作为行业实践者,您认为构建医疗AI价值生态的核心着力点应聚焦哪些方面?
金东:当前医疗AI生态建设已经进入“临床价值验证”向“规模经济转化”的关键阶段,需要以真实临床问题为导向,推动“技术—医院—产业”的协同进化。
AI技术需着力突破临床应用的“最后一公里”瓶颈,包括数据工程迭代、算法临床适配、决策可解释性突破等。而医院也要调整自我角色,从使用者转换为共建者,构建“临床—科研—管理”三位一体闭环,打通“技术—商业—政策”价值链条协同,通过技术突破、医院深度协同、产业模式创新形成正向循环。

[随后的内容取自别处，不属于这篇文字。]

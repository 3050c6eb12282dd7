//! Fixtures
//!
//! YAML-backed catalog fixtures for tests and demos. Prices are written as
//! `"<amount> <currency>"` strings, e.g. `"25.50 USD"`.

use std::{fs, path::Path};

use jiff::Timestamp;
use rust_decimal::{Decimal, prelude::ToPrimitive};
use rustc_hash::FxHashSet;
use rusty_money::{
    Money,
    iso::{Currency, EUR, GBP, USD},
};
use serde::Deserialize;
use thiserror::Error;

use crate::artworks::{Artwork, ArtworkCategory, ArtworkId, ArtworkType};

/// Fixture parsing errors
#[derive(Debug, Error)]
pub enum FixtureError {
    /// IO error reading fixture files
    #[error("Failed to read fixture file: {0}")]
    Io(#[from] std::io::Error),

    /// YAML parsing error
    #[error("Failed to parse YAML: {0}")]
    Yaml(#[from] serde_norway::Error),

    /// Invalid price format
    #[error("Invalid price format: {0}")]
    InvalidPrice(String),

    /// Unknown currency code
    #[error("Unknown currency code: {0}")]
    UnknownCurrency(String),

    /// Two artworks in the same fixture share an id
    #[error("Duplicate artwork id: {0}")]
    DuplicateArtwork(ArtworkId),
}

/// Catalog fixture file
#[derive(Debug, Deserialize)]
pub struct CatalogFixture {
    /// Artworks in the catalog
    pub artworks: Vec<ArtworkFixture>,
}

/// A single artwork entry in a catalog fixture
#[derive(Debug, Deserialize)]
pub struct ArtworkFixture {
    /// Unique id
    pub id: String,

    /// Display title
    pub title: String,

    /// Longer description
    #[serde(default)]
    pub description: Option<String>,

    /// Category label (`Paintings`, `Digital Art`, `Logos`)
    #[serde(default)]
    pub category: Option<ArtworkCategory>,

    /// Price as `"<amount> <currency>"`
    pub price: String,

    /// Delivery type
    #[serde(rename = "type")]
    pub kind: ArtworkType,

    /// Units in stock; omit for unlimited
    #[serde(default)]
    pub stock_quantity: Option<u32>,

    /// Original image URL
    #[serde(default)]
    pub image_url: String,

    /// Watermarked preview URL
    #[serde(default)]
    pub watermarked_url: String,

    /// Featured on the landing page
    #[serde(default)]
    pub is_featured: bool,

    /// Visible in the gallery
    #[serde(default = "default_active")]
    pub is_active: bool,

    /// When the artwork was listed
    #[serde(default)]
    pub created_at: Option<Timestamp>,

    /// When the listing was last updated
    #[serde(default)]
    pub updated_at: Option<Timestamp>,
}

fn default_active() -> bool {
    true
}

impl TryFrom<ArtworkFixture> for Artwork {
    type Error = FixtureError;

    fn try_from(fixture: ArtworkFixture) -> Result<Self, FixtureError> {
        let price = parse_price(&fixture.price)?;

        Ok(Artwork {
            id: ArtworkId::new(fixture.id),
            title: fixture.title,
            description: fixture.description,
            category: fixture.category,
            price,
            kind: fixture.kind,
            stock_quantity: fixture.stock_quantity,
            image_url: fixture.image_url,
            watermarked_url: fixture.watermarked_url,
            is_featured: fixture.is_featured,
            is_active: fixture.is_active,
            created_at: fixture.created_at.unwrap_or(Timestamp::UNIX_EPOCH),
            updated_at: fixture.updated_at.unwrap_or(Timestamp::UNIX_EPOCH),
        })
    }
}

/// Parse a fixture price string like `"25.50 USD"`.
///
/// # Errors
///
/// - [`FixtureError::InvalidPrice`]: The string is not `"<amount> <currency>"`
///   or the amount is not a decimal number.
/// - [`FixtureError::UnknownCurrency`]: The currency code is not supported.
pub fn parse_price(raw: &str) -> Result<Money<'static, Currency>, FixtureError> {
    let parts: Vec<&str> = raw.split_whitespace().collect();

    let [amount, currency_code] = parts.as_slice() else {
        return Err(FixtureError::InvalidPrice(format!(
            "Expected format 'AMOUNT CURRENCY', got: {raw}"
        )));
    };

    let amount = amount
        .parse::<Decimal>()
        .map_err(|_err| FixtureError::InvalidPrice(raw.to_string()))?;

    let minor_units = amount
        .checked_mul(Decimal::new(100, 0))
        .and_then(|value| value.round_dp(0).to_i64())
        .ok_or_else(|| FixtureError::InvalidPrice(raw.to_string()))?;

    let currency = match *currency_code {
        "GBP" => GBP,
        "USD" => USD,
        "EUR" => EUR,
        other => return Err(FixtureError::UnknownCurrency(other.to_string())),
    };

    Ok(Money::from_minor(minor_units, currency))
}

/// Load a catalog fixture from a YAML file.
///
/// # Errors
///
/// Returns a [`FixtureError`] if the file cannot be read or parsed, or if
/// two artworks share an id.
pub fn load_catalog(path: impl AsRef<Path>) -> Result<Vec<Artwork>, FixtureError> {
    catalog_from_str(&fs::read_to_string(path)?)
}

/// Parse a catalog fixture from a YAML string.
///
/// # Errors
///
/// Returns a [`FixtureError`] if the YAML cannot be parsed, a price or
/// currency is invalid, or two artworks share an id.
pub fn catalog_from_str(yaml: &str) -> Result<Vec<Artwork>, FixtureError> {
    let fixture: CatalogFixture = serde_norway::from_str(yaml)?;

    let mut seen = FxHashSet::default();
    let mut artworks = Vec::with_capacity(fixture.artworks.len());

    for entry in fixture.artworks {
        let artwork = Artwork::try_from(entry)?;

        if !seen.insert(artwork.id.clone()) {
            return Err(FixtureError::DuplicateArtwork(artwork.id));
        }

        artworks.push(artwork);
    }

    Ok(artworks)
}

#[cfg(test)]
mod tests {
    use rusty_money::iso::USD;
    use testresult::TestResult;

    use super::*;

    const CATALOG: &str = r#"
artworks:
  - id: dusk
    title: Dusk Over The Harbour
    category: Paintings
    price: "120.00 USD"
    type: physical
    stock_quantity: 1
    is_featured: true
    created_at: "2025-03-01T12:00:00Z"
  - id: ember-logo
    title: Ember Logo Pack
    category: Logos
    price: "25.50 USD"
    type: digital
"#;

    #[test]
    fn parse_price_reads_amount_and_currency() -> TestResult {
        assert_eq!(parse_price("25.50 USD")?, Money::from_minor(2550, USD));

        Ok(())
    }

    #[test]
    fn parse_price_without_currency_errors() {
        assert!(matches!(
            parse_price("25.50"),
            Err(FixtureError::InvalidPrice(_))
        ));
    }

    #[test]
    fn parse_price_with_unknown_currency_errors() {
        assert!(matches!(
            parse_price("25.50 ZZZ"),
            Err(FixtureError::UnknownCurrency(_))
        ));
    }

    #[test]
    fn parse_price_with_bad_amount_errors() {
        assert!(matches!(
            parse_price("twenty USD"),
            Err(FixtureError::InvalidPrice(_))
        ));
    }

    #[test]
    fn catalog_parses_with_defaults_applied() -> TestResult {
        let artworks = catalog_from_str(CATALOG)?;

        assert_eq!(artworks.len(), 2);

        let dusk = artworks.first().ok_or("missing first artwork")?;
        assert_eq!(dusk.price, Money::from_minor(12000, USD));
        assert_eq!(dusk.kind, ArtworkType::Physical);
        assert_eq!(dusk.stock_quantity, Some(1));
        assert!(dusk.is_featured);
        assert!(dusk.is_active, "is_active defaults to true");

        let logo = artworks.get(1).ok_or("missing second artwork")?;
        assert_eq!(logo.category, Some(ArtworkCategory::Logos));
        assert_eq!(logo.stock_quantity, None);
        assert_eq!(logo.created_at, Timestamp::UNIX_EPOCH);

        Ok(())
    }

    #[test]
    fn duplicate_ids_are_rejected() {
        let yaml = r#"
artworks:
  - id: dusk
    title: Dusk
    price: "10.00 USD"
    type: physical
  - id: dusk
    title: Dusk Again
    price: "12.00 USD"
    type: physical
"#;

        assert!(matches!(
            catalog_from_str(yaml),
            Err(FixtureError::DuplicateArtwork(id)) if id.as_str() == "dusk"
        ));
    }
}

2024年年底,国家卫生健康委、国家中医药局、国家疾控局联合发布《卫生健康行业人工智能应用场景参考指引》,聚焦“人工智能+”与医疗服务管理、基层公卫服务、健康产业发展、医学教学科研相结合的4大领域,明确84个细分领域的基本概念和应用场景。从辅助诊疗到攻克疑难杂症,从药物研发到全面健康管理,医学领域人工智能赛道日渐细化,正在逐步改变医疗行业的面貌。
“百舸争流,奋楫者先,千帆竞发,勇进者胜”,面对人工智能与医疗健康深度融合的历史机遇,我们当夯实技术根基,推动AI在疾病筛查、精准诊疗等领域的突破性应用,更要构建产学研用协同发展的生态体系,持续深化人工智能与医疗服务的有机融合,为医疗高质量发展注入科技动能,让优质医疗资源惠及每个生命。